上野の東京都美術館では、本作でも紹介されている「カード遊びをする人々」(カルタをする二人の男)と、じっくりと向き合う時間を持つことができた。(*7)

不思議な画である。背広、机、そして奥の壁など、一つひとつの物は、必ずしも明度の高い色ではない。にも拘わらず、光が溢れている。遠くから離れて見ても、その輝きは変わるところがない。「光は絵の内部からやって来る様だ。……凡ては色の関係から来る。全体の調和が、画面を万遍なく巡回する光を生む」(同)。これもまた「内分泌作用」の一つなのであろう。

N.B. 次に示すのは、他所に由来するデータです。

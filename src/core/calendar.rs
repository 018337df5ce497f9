//! Monday-aligned week windows for the forecast horizon.

use chrono::{Datelike, Days, NaiveDate};

/// Number of weeks every forecast covers.
pub const HORIZON_WEEKS: usize = 12;

/// Inclusive seven-day span starting on a Monday.
#[derive(Debug, Clone, Copy, PartialEq, Eq)]
pub struct WeekWindow {
    pub start: NaiveDate,
    pub end: NaiveDate,
}

impl WeekWindow {
    pub fn starting(start: NaiveDate) -> Self {
        Self {
            start,
            end: start + Days::new(6),
        }
    }

    /// Closed-interval overlap: touching either boundary counts.
    pub fn overlaps(&self, start: NaiveDate, end: NaiveDate) -> bool {
        start <= self.end && end >= self.start
    }
}

/// Monday of the week containing `date`. Sunday belongs to the previous Monday.
pub fn week_start(date: NaiveDate) -> NaiveDate {
    let days_back = date.weekday().num_days_from_monday();
    date - Days::new(u64::from(days_back))
}

/// The `HORIZON_WEEKS` week windows starting at the week of `reference`.
pub fn horizon(reference: NaiveDate) -> Vec<WeekWindow> {
    let first = week_start(reference);
    (0..HORIZON_WEEKS as u64)
        .map(|i| WeekWindow::starting(first + Days::new(i * 7)))
        .collect()
}

/// First and last day covered by a horizon.
pub fn horizon_bounds(weeks: &[WeekWindow]) -> Option<(NaiveDate, NaiveDate)> {
    Some((weeks.first()?.start, weeks.last()?.end))
}

pub fn week_label(week_number: u32) -> String {
    format!("W{}", week_number)
}

#[cfg(test)]
mod tests {
    use super::*;
    use chrono::Weekday;

    fn date(y: i32, m: u32, d: u32) -> NaiveDate {
        NaiveDate::from_ymd_opt(y, m, d).unwrap()
    }

    #[test]
    fn test_week_start_for_each_weekday() {
        // 2025-03-03 是星期一
        let monday = date(2025, 3, 3);
        for offset in 0..7 {
            let day = monday + Days::new(offset);
            assert_eq!(week_start(day), monday, "day {}", day);
        }
    }

    #[test]
    fn test_sunday_belongs_to_previous_monday() {
        let sunday = date(2025, 3, 9);
        assert_eq!(sunday.weekday(), Weekday::Sun);
        assert_eq!(week_start(sunday), date(2025, 3, 3));
    }

    #[test]
    fn test_horizon_is_twelve_contiguous_mondays() {
        for reference in [date(2024, 2, 29), date(2024, 12, 29), date(2025, 1, 1), date(2025, 6, 15)] {
            let weeks = horizon(reference);
            assert_eq!(weeks.len(), HORIZON_WEEKS);
            assert_eq!(weeks[0].start.weekday(), Weekday::Mon);
            assert!(weeks[0].start <= reference && reference <= weeks[0].end);
            for pair in weeks.windows(2) {
                assert_eq!(pair[1].start - pair[0].start, chrono::Duration::days(7));
                assert_eq!(pair[0].end + Days::new(1), pair[1].start);
            }
        }
    }

    #[test]
    fn test_horizon_bounds() {
        let weeks = horizon(date(2025, 3, 5));
        assert_eq!(
            horizon_bounds(&weeks),
            Some((date(2025, 3, 3), date(2025, 5, 25)))
        );
        assert_eq!(horizon_bounds(&[]), None);
    }

    #[test]
    fn test_overlap_boundaries() {
        let week = WeekWindow::starting(date(2025, 3, 3));
        // 剛好碰到邊界也算
        assert!(week.overlaps(date(2025, 2, 1), date(2025, 3, 3)));
        assert!(week.overlaps(date(2025, 3, 9), date(2025, 4, 1)));
        assert!(week.overlaps(date(2025, 3, 5), date(2025, 3, 5)));
        assert!(week.overlaps(date(2025, 1, 1), date(2025, 12, 31)));
        assert!(!week.overlaps(date(2025, 2, 1), date(2025, 3, 2)));
        assert!(!week.overlaps(date(2025, 3, 10), date(2025, 4, 1)));
    }
}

改めて画面と向き合ってみる。カード遊びに興じる二人の会話が聞こえてくる…… さらに時間をかけて向き合う。会話は途絶え、無言のゲームが続く。私は沈静感に浸り、画面に吸い込まれる。自らの感覚も無くし、ただ静寂のみが、そこに在る……

 

このような感覚を、小林先生は、こう表現している。

「彼等は画中の人物となって、はじめてめいめいの本性に立ち返った様な様子であるが、二人はその事を知らず、二人の顔も姿態も、言葉になる様なものを何一つ現してはいない。ただ沈黙があり、対象を知らぬ信仰の様なものがあり、どんな宗教にも属さぬ宗教画の感がある」(同)

 

展示室のこの画の前には、大きな人だかりができていた。観客一人ひとりが、近くのパネルにある詳細な解説文の内容も忘れてしまったかのように、無心に視入っていた、いやむしろ、画面に視入られていた、とさえ私には見えた。観客たちは、セザンヌが、「感覚の実現レアリザシオン」すなわち、言葉が阻んでいる、自然との「直かな親近性の回復」、「直かな取引」を行うさまに見入っていたように感じたのである。それは、セザンヌの心眼に映じていたものに見入ること、セザンヌ本人と一体化することであるとも言えよう。

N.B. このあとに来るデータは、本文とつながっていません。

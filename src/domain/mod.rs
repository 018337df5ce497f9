// Domain layer: records, forecast output and the ports the engine reads through.

pub mod model;
pub mod ports;
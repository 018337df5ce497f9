pub mod adapters;
pub mod config;
pub mod core;
pub mod domain;
pub mod utils;

#[cfg(feature = "cli")]
pub use config::CliArgs;
pub use config::{PlannerConfig, StoreConfig};

pub use adapters::{InMemoryStore, LocalStorage, RestStore};
pub use crate::core::{aggregation::build_forecast, engine::ForecastEngine, export::ReportWriter};
pub use domain::model::{ForecastResult, OwnerId};
pub use utils::error::{PlannerError, Result};
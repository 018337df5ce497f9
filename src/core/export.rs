use crate::core::{ConsultantForecast, ForecastResult, Storage, WeeklyForecast};
use crate::utils::error::{PlannerError, Result};
use serde::{Deserialize, Serialize};

pub const SUMMARY_CSV: &str = "weekly-summary.csv";
pub const CONSULTANTS_CSV: &str = "consultant-weeks.csv";
pub const FORECAST_JSON: &str = "forecast.json";

const SUMMARY_HEADERS: [&str; 7] = [
    "Week",
    "Capacity Hours",
    "Scheduled Hours",
    "Utilization %",
    "Cost $",
    "Revenue $",
    "Profit $",
];

#[derive(Debug, Clone, Copy, PartialEq, Eq, Serialize, Deserialize)]
#[serde(rename_all = "lowercase")]
pub enum OutputFormat {
    Csv,
    Json,
}

impl OutputFormat {
    pub const ALL: [&'static str; 2] = ["csv", "json"];

    pub fn parse(field_name: &str, value: &str) -> Result<Self> {
        match value.trim().to_ascii_lowercase().as_str() {
            "csv" => Ok(OutputFormat::Csv),
            "json" => Ok(OutputFormat::Json),
            _ => Err(PlannerError::InvalidConfigValueError {
                field: field_name.to_string(),
                value: value.to_string(),
                reason: format!("Unsupported format. Valid formats: {}", Self::ALL.join(", ")),
            }),
        }
    }
}

fn week_row(week: &WeeklyForecast) -> [String; 7] {
    [
        week.week.clone(),
        week.capacity_hours.to_string(),
        week.scheduled_hours.to_string(),
        week.utilization.to_string(),
        week.cost.to_string(),
        week.revenue.to_string(),
        week.profit.to_string(),
    ]
}

fn finish(writer: csv::Writer<Vec<u8>>) -> Result<String> {
    let bytes = writer.into_inner().map_err(|e| {
        PlannerError::IoError(std::io::Error::new(e.error().kind(), e.error().to_string()))
    })?;
    Ok(String::from_utf8_lossy(&bytes).into_owned())
}

/// Weekly fleet summary, one row per week.
pub fn weekly_summary_csv(weeks: &[WeeklyForecast]) -> Result<String> {
    let mut writer = csv::Writer::from_writer(Vec::new());
    writer.write_record(SUMMARY_HEADERS)?;
    for week in weeks {
        writer.write_record(week_row(week))?;
    }
    finish(writer)
}

/// Long format: one row per consultant and week.
pub fn consultant_weeks_csv(consultants: &[ConsultantForecast]) -> Result<String> {
    let mut writer = csv::Writer::from_writer(Vec::new());
    let mut headers = vec!["Consultant"];
    headers.extend(SUMMARY_HEADERS);
    writer.write_record(&headers)?;

    for consultant in consultants {
        for week in &consultant.weeks {
            let mut row = vec![consultant.consultant_name.clone()];
            row.extend(week_row(week));
            writer.write_record(&row)?;
        }
    }
    finish(writer)
}

pub struct ReportWriter<S: Storage> {
    storage: S,
    formats: Vec<OutputFormat>,
}

impl<S: Storage> ReportWriter<S> {
    pub fn new(storage: S, formats: Vec<OutputFormat>) -> Self {
        Self { storage, formats }
    }

    /// Writes every configured report and returns the file names written.
    pub async fn write(&self, result: &ForecastResult) -> Result<Vec<String>> {
        let mut written = Vec::new();

        for format in &self.formats {
            match format {
                OutputFormat::Csv => {
                    let summary = weekly_summary_csv(&result.weekly_summary)?;
                    self.storage.write_file(SUMMARY_CSV, summary.as_bytes()).await?;
                    written.push(SUMMARY_CSV.to_string());

                    let consultants = consultant_weeks_csv(&result.per_consultant)?;
                    self.storage
                        .write_file(CONSULTANTS_CSV, consultants.as_bytes())
                        .await?;
                    written.push(CONSULTANTS_CSV.to_string());
                }
                OutputFormat::Json => {
                    let json = serde_json::to_string_pretty(result)?;
                    self.storage.write_file(FORECAST_JSON, json.as_bytes()).await?;
                    written.push(FORECAST_JSON.to_string());
                }
            }
        }

        tracing::debug!("Wrote {} report files", written.len());
        Ok(written)
    }
}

リルケもまた、同様にセザンヌの作品と向き合った。その時リルケは、何を思っていたのか? 鋭敏な彼は、小林先生のように「実に不思議なことだ」と考え込まなかったであろうか?

 

ちなみに、同じ部屋の片隅では、セザンヌが、画家のベルナールに宛てた手紙の肉筆にも触れることができた。野外での製作中、雷雨に打たれたことが原因でその生涯を閉じることになる約二年前、当時65歳のセザンヌは、このように認めていた。

「画家は自然の研究のために全身全霊をささげ、教えとなるような絵を制作するよう努めなければなりません。芸術についてのお談義はほとんど無用です。仕事をすることで固有の技能が進歩します。それだけで、世の馬鹿者どもに理解されないことの十分な埋め合わせになります」(*8)

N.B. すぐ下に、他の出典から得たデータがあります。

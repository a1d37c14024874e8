//! Final overlay of the primary raster onto the interpolated fill.

use crate::raster::Raster;
use crate::region::Region;

/// Lay `primary` over `fill` across `region`, converting `hole_value` cells
/// of the primary into true absence first.
///
/// The primary always wins where it has real data; fill values show through
/// exactly where the primary carried the hole sentinel (or was absent), and
/// nowhere else. Cells that neither input covers stay absent — those are the
/// residual, unfillable holes the caller can detect by rescanning. The
/// sentinel itself never survives into the output.
pub fn patch(primary: &Raster, fill: &Raster, hole_value: f64, region: &Region) -> Raster {
    let mut out = Raster::absent(*region);
    for row in 0..region.rows() {
        for col in 0..region.cols() {
            let (x, y) = region.cell_center(row, col);
            match primary.value_at(x, y) {
                Some(v) if v != hole_value => out.set(row, col, v),
                _ => {
                    if let Some(v) = fill.value_at(x, y) {
                        out.set(row, col, v);
                    }
                }
            }
        }
    }
    out
}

あたかも一つの絵画作品のような、しっかりとした筆記体の姿が美しかった。ベルナールに導かれて書いた、という面もあったのかもしれないが、その手跡から、人間と自然との間には、私心も言葉も介在無用だという、彼の強い信念を汲み取ることができた。

 

 

その後リルケは、「むろんぼくには大変な魅力のある試み、セザンヌについて書くという試みには慎重であらねばならないのだ」(*9)と手紙に書いていた通り、ロダン論に続けてセザンヌ論を著すことを断念するに至る。それに続く言葉にも注目したい。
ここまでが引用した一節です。